### Task to complete
Whenever a line in the entries below contains "models", copy that line.

### Material to process
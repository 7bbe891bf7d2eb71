// Copyright (c) 2025, Jason Jenkins
// SPDX-License-Identifier: BSD-3-Clause

//! Main application state and egui App implementation.
//!
//! This module contains the main application structure that implements
//! the egui::App trait. It owns the session, the capture loop and the code
//! runner, and routes actions from the views into them.

use crate::config::RecorderConfig;
use crate::device::{
    capture::CaptureLoop,
    runner::{CodeRunner, RunRequest},
    DeviceClient,
};
use crate::io::media::{self, Frame};
use crate::io::{
    export,
    storage::{verify_directory_permission, SessionStorage},
};
use crate::models::{metadata::ImageMetaData, tool::Tool};
use crate::recorder::handler::AnnotationEvent;
use crate::recorder::session::{NoticeLevel, Session};
use crate::script::template::DEFAULT_SCRIPT;
use crate::ui::{
    canvas,
    dialogs::{DialogOutcome, NamingDialog, SaveDialog},
    editor, properties, toolbar,
};
use std::path::PathBuf;
use std::sync::mpsc::{channel, Receiver};
use std::sync::Arc;
use std::time::Duration;

/// Result of background image loading operation.
type LoadedCapture = Result<(Frame, Option<ImageMetaData>), String>;

/// Main application state.
pub struct RecorderApp {
    session: Session,
    storage: SessionStorage,
    capture: CaptureLoop,
    runner: CodeRunner,
    canvas: canvas::CanvasState,

    /// Open while a new annotation waits for its names
    naming: Option<NamingDialog>,
    /// Open while asking for the capture file name
    saving: Option<SaveDialog>,

    /// Receiver for background image loading
    image_loader: Option<Receiver<LoadedCapture>>,
    /// Loading state message
    loading_message: Option<String>,
}
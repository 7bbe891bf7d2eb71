// Copyright (c) 2025, Jason Jenkins
// SPDX-License-Identifier: BSD-3-Clause

//! Script Recorder
//!
//! A desktop devtool for annotating live device screenshots and generating
//! automation script snippets from the annotations.

mod app;
mod config;
mod device;
mod io;
mod models;
mod recorder;
mod script;
mod ui;
mod util;

use anyhow::Result;
use app::RecorderApp;
use clap::Parser;
use device::http::HttpDeviceClient;
use io::storage::SessionStorage;
use std::path::PathBuf;
use std::sync::Arc;

#[derive(Parser, Debug)]
#[command(name = "script-recorder", version, about)]
struct Args {
    /// Config file (defaults to config.yaml in the user config directory)
    #[arg(long)]
    config: Option<PathBuf>,

    /// Debug server address, overrides the config file
    #[arg(long)]
    host: Option<String>,

    /// Start with automatic screenshots switched off
    #[arg(long)]
    no_auto_capture: bool,
}

fn main() -> Result<()> {
    // Initialize logging
    env_logger::init();

    let args = Args::parse();
    let config_path = args.config.unwrap_or_else(config::config_path);
    let mut config = config::load_config(&config_path);
    if let Some(host) = args.host {
        config.device_host = host;
    }
    if args.no_auto_capture {
        config.auto_capture_on_start = false;
    }

    let client = Arc::new(HttpDeviceClient::new(
        config.device_host.clone(),
        config.request_timeout(),
    ));
    let storage = SessionStorage::open(SessionStorage::default_path());

    // Configure egui options
    let options = eframe::NativeOptions {
        viewport: egui::ViewportBuilder::default()
            .with_inner_size([1440.0, 860.0])
            .with_min_inner_size([900.0, 600.0])
            .with_drag_and_drop(true)
            .with_title("Script Recorder"),
        ..Default::default()
    };

    // Run the application
    eframe::run_native(
        "Script Recorder",
        options,
        Box::new(move |_cc| Ok(Box::new(RecorderApp::new(&config, client, storage)))),
    )
    .map_err(|e| anyhow::anyhow!("Application error: {}", e))?;

    Ok(())
}
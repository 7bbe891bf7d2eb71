// Copyright (c) 2025, Jason Jenkins
// SPDX-License-Identifier: BSD-3-Clause

//! Recorder core: annotation change handling and session state.

pub mod handler;
pub mod session;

### Response below
use crate::models::{metadata::ImageMetaData, tool::Tool};
mod models;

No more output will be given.